* _Exercise objective_
Your response must be made up of each line in the data below that contains the string "from".

* _Collected data_
* * *

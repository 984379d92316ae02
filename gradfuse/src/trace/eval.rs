//! The eval trace: primitives applied to concrete data.
//!
//! Elementwise and reduction primitives go through the same kernel-build
//! path the JIT uses (one primitive per kernel), view primitives compose
//! the array's tracker without copying, and scalar-only applications fold
//! on the host.

use std::rc::Rc;

use gradfuse_backend::Backend;
use gradfuse_ir::Scalar;

use crate::array::{default_backend, Array};
use crate::error::{CoreError, CoreResult};
use crate::fuse;
use crate::primitives::{fold_scalars, Primitive};
use crate::value::Value;

pub(crate) fn process(prim: &Primitive, args: &[Value]) -> CoreResult<Vec<Value>> {
    match prim {
        Primitive::JitCall { jaxpr, num_consts } => {
            crate::jit::compile_and_run(jaxpr, *num_consts, args)
        }
        Primitive::RandomBits { shape } => {
            let key = concrete(&args[0])?;
            let out = crate::prng::eval_random_bits(&key, shape)?;
            Ok(vec![Value::Concrete(out)])
        }
        _ if prim.is_view_op() => {
            let out = apply_view(prim, &args[0])?;
            Ok(vec![Value::Concrete(out)])
        }
        Primitive::ReduceSum { axes } => {
            let (source, buffers) = collect_sources(args)?;
            let (fused, reduction) = fuse::reduce_sum(&source[0], axes)?;
            let backend = pick_backend(&buffers);
            let refs: Vec<&Array> = buffers.iter().collect();
            let out = fuse::dispatch(&backend, &fused, Some(reduction), &refs)?;
            Ok(vec![Value::Concrete(out)])
        }
        _ if prim.is_elementwise() => {
            // scalar fast path: fold on the host
            if let Some(lits) = all_lits(args) {
                if let Some(folded) = fold_scalars(prim, &lits)? {
                    return Ok(vec![Value::Lit(folded)]);
                }
            }
            let (sources, buffers) = collect_sources(args)?;
            let fused = fuse::elementwise(prim, &sources)?;
            let backend = pick_backend(&buffers);
            let refs: Vec<&Array> = buffers.iter().collect();
            let out = fuse::dispatch(&backend, &fused, None, &refs)?;
            Ok(vec![Value::Concrete(out)])
        }
        other => Err(CoreError::Internal(format!(
            "no eval rule for {}",
            other.name()
        ))),
    }
}

fn concrete(value: &Value) -> CoreResult<Array> {
    value.to_array()
}

fn all_lits(args: &[Value]) -> Option<Vec<Scalar>> {
    args.iter()
        .map(|a| match a {
            Value::Lit(s) => Some(*s),
            _ => None,
        })
        .collect()
}

/// Convert eval-level values to kernel sources; concrete arrays become
/// buffers numbered by their position in the returned list.
fn collect_sources(args: &[Value]) -> CoreResult<(Vec<fuse::Source>, Vec<Array>)> {
    let mut buffers: Vec<Array> = Vec::new();
    let mut sources = Vec::with_capacity(args.len());
    for arg in args {
        match arg {
            Value::Lit(s) => sources.push(fuse::Source::Const(*s)),
            Value::Concrete(a) => {
                let id = buffers.len();
                sources.push(fuse::Source::Buffer {
                    id,
                    tracker: a.tracker().clone(),
                    dtype: a.dtype(),
                });
                buffers.push(a.clone());
            }
            _ => {
                return Err(CoreError::Internal(
                    "tracer reached the eval trace".into(),
                ))
            }
        }
    }
    Ok((sources, buffers))
}

fn pick_backend(buffers: &[Array]) -> Rc<dyn Backend> {
    buffers
        .first()
        .map(|a| a.backend().clone())
        .unwrap_or_else(default_backend)
}

/// View primitives share the slot through a composed tracker; a scalar
/// literal is first materialized as a one-element array.
fn apply_view(prim: &Primitive, arg: &Value) -> CoreResult<Array> {
    let array = concrete(arg)?;
    let tracker = array.tracker();
    let new_tracker = match prim {
        Primitive::Transpose { perm } => tracker.permute(perm)?,
        Primitive::Reshape { shape } => tracker.reshape(shape)?,
        Primitive::Broadcast { shape, axes } => tracker.broadcast(shape, axes)?,
        Primitive::Flip { axes } => {
            let flags = fuse::flip_flags(tracker.ndim(), axes);
            tracker.flip(&flags)?
        }
        other => {
            return Err(CoreError::Internal(format!(
                "{} is not a view op",
                other.name()
            )))
        }
    };
    array.with_tracker(new_tracker)
}
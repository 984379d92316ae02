//! The trace stack and primitive dispatch.
//!
//! A process-wide (thread-local) stack of active traces interprets every
//! primitive application. The bottom frame is the eval trace; transforms
//! push a frame for their dynamic extent and pop it on every exit path
//! (the `FrameGuard` RAII type makes that structural, including unwind).
//!
//! `bind` is the single dispatch point: it finds the topmost relevant
//! trace for the arguments, raises every argument into that trace, and
//! hands the application to the trace kind's `process` rule.

pub(crate) mod eval;

use std::cell::{Cell, RefCell};

use crate::error::{CoreError, CoreResult};
use crate::primitives::Primitive;
use crate::value::Value;

/// The interpretation a trace frame applies to primitives.
///
/// `jit` tracing is partial evaluation on all-unknown inputs marked as
/// the dynamic trace, so it needs no kind of its own.
#[derive(Debug, Clone, Copy, PartialEq, Eq)]
pub(crate) enum TraceKind {
    Eval,
    Jvp,
    PartialEval,
}

/// One frame of the trace stack.
#[derive(Debug, Clone, Copy, PartialEq, Eq)]
pub(crate) struct MainTrace {
    pub level: usize,
    pub kind: TraceKind,
}

thread_local! {
    static TRACE_STACK: RefCell<Vec<MainTrace>> = RefCell::new(vec![MainTrace {
        level: 0,
        kind: TraceKind::Eval,
    }]);
    static DYNAMIC_LEVEL: Cell<Option<usize>> = const { Cell::new(None) };
}

/// RAII handle for a pushed trace frame; dropping pops it.
#[derive(Debug)]
pub(crate) struct FrameGuard {
    level: usize,
}

impl FrameGuard {
    pub fn level(&self) -> usize {
        self.level
    }
}

impl Drop for FrameGuard {
    fn drop(&mut self) {
        TRACE_STACK.with(|stack| {
            let mut stack = stack.borrow_mut();
            let popped = stack.pop();
            debug_assert_eq!(
                popped.map(|t| t.level),
                Some(self.level),
                "trace frames must pop in push order"
            );
        });
    }
}

/// Push a new trace frame. The frame lives until the guard drops.
pub(crate) fn new_main(kind: TraceKind) -> FrameGuard {
    TRACE_STACK.with(|stack| {
        let mut stack = stack.borrow_mut();
        let level = stack.len();
        stack.push(MainTrace { level, kind });
        FrameGuard { level }
    })
}

/// RAII handle marking a frame as the dynamic trace (set by `jit` while
/// staging); restores the previous marker on drop.
#[derive(Debug)]
pub(crate) struct DynamicGuard {
    previous: Option<usize>,
}

impl Drop for DynamicGuard {
    fn drop(&mut self) {
        DYNAMIC_LEVEL.with(|d| d.set(self.previous));
    }
}

pub(crate) fn set_dynamic(level: usize) -> DynamicGuard {
    DYNAMIC_LEVEL.with(|d| {
        let previous = d.replace(Some(level));
        DynamicGuard { previous }
    })
}

pub(crate) fn current_dynamic() -> Option<usize> {
    DYNAMIC_LEVEL.with(|d| d.get())
}

fn frame_at(level: usize) -> CoreResult<MainTrace> {
    TRACE_STACK.with(|stack| {
        stack.borrow().get(level).copied().ok_or_else(|| {
            CoreError::Type(format!(
                "tracer from an exited trace (level {level}) escaped its scope"
            ))
        })
    })
}

/// The trace that interprets an application: the highest trace among the
/// argument tracers, or the dynamic trace when it sits higher.
pub(crate) fn find_top_trace(args: &[Value]) -> CoreResult<MainTrace> {
    let mut level = args.iter().map(Value::level).max().unwrap_or(0);
    if let Some(dynamic) = current_dynamic() {
        if dynamic > level {
            level = dynamic;
        }
    }
    frame_at(level)
}

/// Bring `value` into `trace`: unchanged at the same level, boxed via the
/// trace's pure/lift rule from below, an error from above.
pub(crate) fn full_raise(trace: MainTrace, value: &Value) -> CoreResult<Value> {
    let level = value.level();
    if level > trace.level {
        return Err(CoreError::Type(format!(
            "tracer of level {level} escaped into a level-{} trace",
            trace.level
        )));
    }
    if level == trace.level && level > 0 {
        let kind_matches = matches!(
            (&trace.kind, value),
            (TraceKind::Jvp, Value::Jvp(_)) | (TraceKind::PartialEval, Value::PartialEval(_))
        );
        if !kind_matches {
            return Err(CoreError::Internal(format!(
                "different tracers at level {level}"
            )));
        }
        return Ok(value.clone());
    }
    // level 0 data, or a lower-level tracer: lift via the trace's pure rule
    match trace.kind {
        TraceKind::Eval => Ok(value.clone()),
        TraceKind::Jvp => crate::jvp::lift(trace.level, value),
        TraceKind::PartialEval => crate::partial_eval::lift(trace.level, value),
    }
}

/// Dispatch a primitive application through the top trace.
pub fn bind(prim: Primitive, args: &[Value]) -> CoreResult<Vec<Value>> {
    let top = find_top_trace(args)?;
    let raised = args
        .iter()
        .map(|a| full_raise(top, a))
        .collect::<CoreResult<Vec<_>>>()?;
    match top.kind {
        TraceKind::Eval => eval::process(&prim, &raised),
        TraceKind::Jvp => crate::jvp::process(top.level, &prim, &raised),
        TraceKind::PartialEval => crate::partial_eval::process(top.level, &prim, &raised),
    }
}

/// `bind` for single-output primitives.
pub fn bind1(prim: Primitive, args: &[Value]) -> CoreResult<Value> {
    let mut outs = bind(prim, args)?;
    match outs.len() {
        1 => Ok(outs.remove(0)),
        n => Err(CoreError::Internal(format!(
            "expected a single output, got {n}"
        ))),
    }
}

* * *

* _Result for this task_
                "tracer from an exited trace (level {level}) escaped its scope"
/// trace's pure/lift rule from below, an error from above.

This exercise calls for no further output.